PROMPT -
Give the data again exactly, from its opening line through the line in which "use crate::region::normalize_region_name;" appears.

DATA PROVIDED section start

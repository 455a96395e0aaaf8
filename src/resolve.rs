//! Region lookups and whole-slice sums over a [`DateSlice`].

use crate::aggregate::DateSlice;
use crate::region::normalize_region_name;
use crate::types::{MetricFilter, RegionObservation, RegionTotals};
use serde::Serialize;

/// A resolved metric value.
#[derive(Debug, Clone, Copy, PartialEq, Eq, Serialize)]
#[serde(rename_all = "snake_case")]
pub enum Resolved {
    Count(u64),
    /// Nothing to sum yet: the slice is empty.
    NotLoaded,
}

impl Resolved {
    pub fn count(self) -> Option<u64> {
        match self {
            Self::Count(n) => Some(n),
            Self::NotLoaded => None,
        }
    }
}

/// Find the first region whose key starts with the normalized query.
///
/// Matching by prefix lets `武汉` find `武汉市` and a map feature named
/// `内蒙古` find the slice's `内蒙古` entry whatever suffix the feed used.
/// Ties go to the earlier key in slice order.
pub fn find_by_prefix<'s>(slice: &'s DateSlice, query: &str) -> Option<&'s RegionObservation> {
    let prefix = normalize_region_name(query);
    if prefix.is_empty() {
        return None;
    }
    slice
        .iter()
        .find(|(key, _)| key.starts_with(&prefix))
        .map(|(_, obs)| obs)
}

/// All four metrics summed over the slice; `None` for an empty slice.
///
/// Sums saturate at `u64::MAX` (see [`RegionTotals`]'s `Add`).
pub fn summarize(slice: &DateSlice) -> Option<RegionTotals> {
    if slice.is_empty() {
        return None;
    }
    Some(
        slice
            .values()
            .map(RegionObservation::totals)
            .fold(RegionTotals::default(), |acc, t| acc + t),
    )
}

/// Resolve a metric for a region, or for the whole slice when no region is
/// selected.
///
/// An unmatched region resolves to zero. The whole-slice sum of an empty
/// slice is [`Resolved::NotLoaded`], not zero.
pub fn resolve(slice: &DateSlice, query: Option<&str>, metric: MetricFilter) -> Resolved {
    match query {
        Some(name) => {
            let count = find_by_prefix(slice, name).map_or(0, |o| o.metric(metric));
            Resolved::Count(count)
        }
        None => match summarize(slice) {
            Some(totals) => Resolved::Count(totals.get(metric)),
            None => Resolved::NotLoaded,
        },
    }
}

/// Data for the display board: the selected region's counts, or the
/// slice totals when nothing is selected.
///
/// `None` means there is nothing to show yet (unmatched region or empty
/// slice).
pub fn board_totals(slice: &DateSlice, query: Option<&str>) -> Option<RegionTotals> {
    match query {
        Some(name) => find_by_prefix(slice, name).map(RegionObservation::totals),
        None => summarize(slice),
    }
}

#[cfg(test)]
mod tests {
    use super::*;
    use crate::aggregate::slice_and_group_by_region;
    use chrono::NaiveDate;

    fn obs(
        name: &str,
        confirmed: u64,
        discharged: u64,
        deceased: u64,
        suspected: u64,
    ) -> RegionObservation {
        RegionObservation {
            region_name: name.to_string(),
            confirmed,
            discharged,
            deceased,
            suspected,
            observed_date: NaiveDate::from_ymd_opt(2020, 1, 25).unwrap(),
        }
    }

    fn sample_slice() -> DateSlice {
        let records = vec![
            obs("湖北省", 100, 10, 5, 0),
            obs("广东省", 20, 2, 0, 7),
            obs("内蒙古自治区", 3, 0, 0, 1),
        ];
        slice_and_group_by_region(&records, None).slice
    }

    #[test]
    fn resolves_exact_key() {
        let slice = sample_slice();
        let hubei = resolve(&slice, Some("湖北"), MetricFilter::Confirmed);
        assert_eq!(hubei, Resolved::Count(100));
        let hubei_full = resolve(&slice, Some("湖北省"), MetricFilter::Deceased);
        assert_eq!(hubei_full, Resolved::Count(5));
    }

    #[test]
    fn resolves_unambiguous_prefix_like_full_key() {
        let slice = sample_slice();
        let full = resolve(&slice, Some("内蒙古"), MetricFilter::Suspected);
        let prefix = resolve(&slice, Some("内蒙"), MetricFilter::Suspected);
        assert_eq!(full, Resolved::Count(1));
        assert_eq!(prefix, full);
    }

    #[test]
    fn unmatched_region_is_zero() {
        let slice = sample_slice();
        let tibet = resolve(&slice, Some("西藏"), MetricFilter::Confirmed);
        assert_eq!(tibet, Resolved::Count(0));
        let suffix_only = resolve(&slice, Some("市"), MetricFilter::Confirmed);
        assert_eq!(suffix_only, Resolved::Count(0));
    }

    #[test]
    fn ambiguous_prefix_takes_first_key_in_slice_order() {
        let records = vec![obs("海南省", 9, 0, 0, 0), obs("海口市", 4, 0, 0, 0)];
        let slice = slice_and_group_by_region(&records, None).slice;
        let first = resolve(&slice, Some("海"), MetricFilter::Confirmed);
        assert_eq!(first, Resolved::Count(9));
    }

    #[test]
    fn aggregate_is_exact_sum() {
        let slice = sample_slice();
        let total = |metric| resolve(&slice, None, metric);
        assert_eq!(total(MetricFilter::Confirmed), Resolved::Count(123));
        assert_eq!(total(MetricFilter::Discharged), Resolved::Count(12));
        assert_eq!(total(MetricFilter::Suspected), Resolved::Count(8));
        let expected = RegionTotals {
            confirmed: 123,
            discharged: 12,
            deceased: 5,
            suspected: 8,
        };
        assert_eq!(summarize(&slice), Some(expected));
    }

    #[test]
    fn aggregate_saturates_instead_of_overflowing() {
        let records = vec![
            obs("湖北省", u64::MAX, 0, 0, 0),
            obs("广东省", 1, 0, 0, 0),
        ];
        let slice = slice_and_group_by_region(&records, None).slice;
        let total = resolve(&slice, None, MetricFilter::Confirmed);
        assert_eq!(total, Resolved::Count(u64::MAX));
        assert_eq!(board_totals(&slice, None).unwrap().confirmed, u64::MAX);
    }

    #[test]
    fn empty_slice_aggregate_is_not_loaded() {
        let slice = DateSlice::new();
        let total = resolve(&slice, None, MetricFilter::Confirmed);
        assert_eq!(total, Resolved::NotLoaded);
        assert_eq!(summarize(&slice), None);
        let hubei = resolve(&slice, Some("湖北"), MetricFilter::Confirmed);
        assert_eq!(hubei, Resolved::Count(0));
    }

    #[test]
    fn board_shows_region_or_totals() {
        let slice = sample_slice();
        assert_eq!(board_totals(&slice, Some("广东")).unwrap().suspected, 7);
        assert_eq!(board_totals(&slice, None).unwrap().confirmed, 123);
        assert_eq!(board_totals(&slice, Some("台湾")), None);
    }
}
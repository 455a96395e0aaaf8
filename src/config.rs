//! Settings file (`epimap.toml`).
//!
//! Every field has a default, so an absent file or an empty one is valid.
//! Command-line flags are applied on top by the binary.

use crate::scale::ScaleOptions;
use crate::types::MetricFilter;
use serde::Deserialize;
use std::path::{Path, PathBuf};

pub const DEFAULT_CONFIG_FILE: &str = "epimap.toml";

#[derive(Debug, thiserror::Error)]
pub enum ConfigError {
    #[error("failed to read {path}: {source}")]
    Io {
        path: PathBuf,
        #[source]
        source: std::io::Error,
    },
    #[error("failed to parse {path}: {source}")]
    Toml {
        path: PathBuf,
        #[source]
        source: toml::de::Error,
    },
}

#[derive(Debug, Clone, PartialEq, Deserialize)]
#[serde(default, deny_unknown_fields)]
pub struct Config {
    /// National dataset: one row per province per day.
    pub data: String,
    /// Directory holding the per-province city datasets.
    pub province_data_dir: PathBuf,
    pub metric: MetricFilter,
    pub scale: ScaleOptions,
}

impl Default for Config {
    fn default() -> Self {
        Self {
            data: "data/provinces.csv".to_string(),
            province_data_dir: PathBuf::from("data/provinces"),
            metric: MetricFilter::default(),
            scale: ScaleOptions::default(),
        }
    }
}

impl Config {
    /// Parse settings from TOML text.
    ///
    /// # Errors
    ///
    /// Returns [`ConfigError::Toml`] for malformed TOML or unknown keys.
    pub fn from_toml(text: &str, origin: &Path) -> Result<Self, ConfigError> {
        toml::from_str(text).map_err(|source| ConfigError::Toml {
            path: origin.to_path_buf(),
            source,
        })
    }

    /// Read settings from `path`.
    ///
    /// # Errors
    ///
    /// Returns [`ConfigError`] if the file cannot be read or parsed.
    pub fn load(path: &Path) -> Result<Self, ConfigError> {
        let text = std::fs::read_to_string(path).map_err(|source| ConfigError::Io {
            path: path.to_path_buf(),
            source,
        })?;
        Self::from_toml(&text, path)
    }

    /// Read `path` if given, else `epimap.toml` if it exists, else defaults.
    ///
    /// # Errors
    ///
    /// Returns [`ConfigError`] when an explicit or existing file is invalid.
    pub fn discover(path: Option<&Path>) -> Result<Self, ConfigError> {
        if let Some(path) = path {
            return Self::load(path);
        }
        let default_path = Path::new(DEFAULT_CONFIG_FILE);
        if default_path.exists() {
            log::debug!("Using {}", default_path.display());
            return Self::load(default_path);
        }
        Ok(Self::default())
    }
}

DATA PROVIDED section end

SOLUTION TO THIS TASK -
repository 455a96395e0aaaf8
filename src/resolve.rs
//! Region lookups and whole-slice sums over a [`DateSlice`].

use crate::aggregate::DateSlice;
use crate::region::normalize_region_name;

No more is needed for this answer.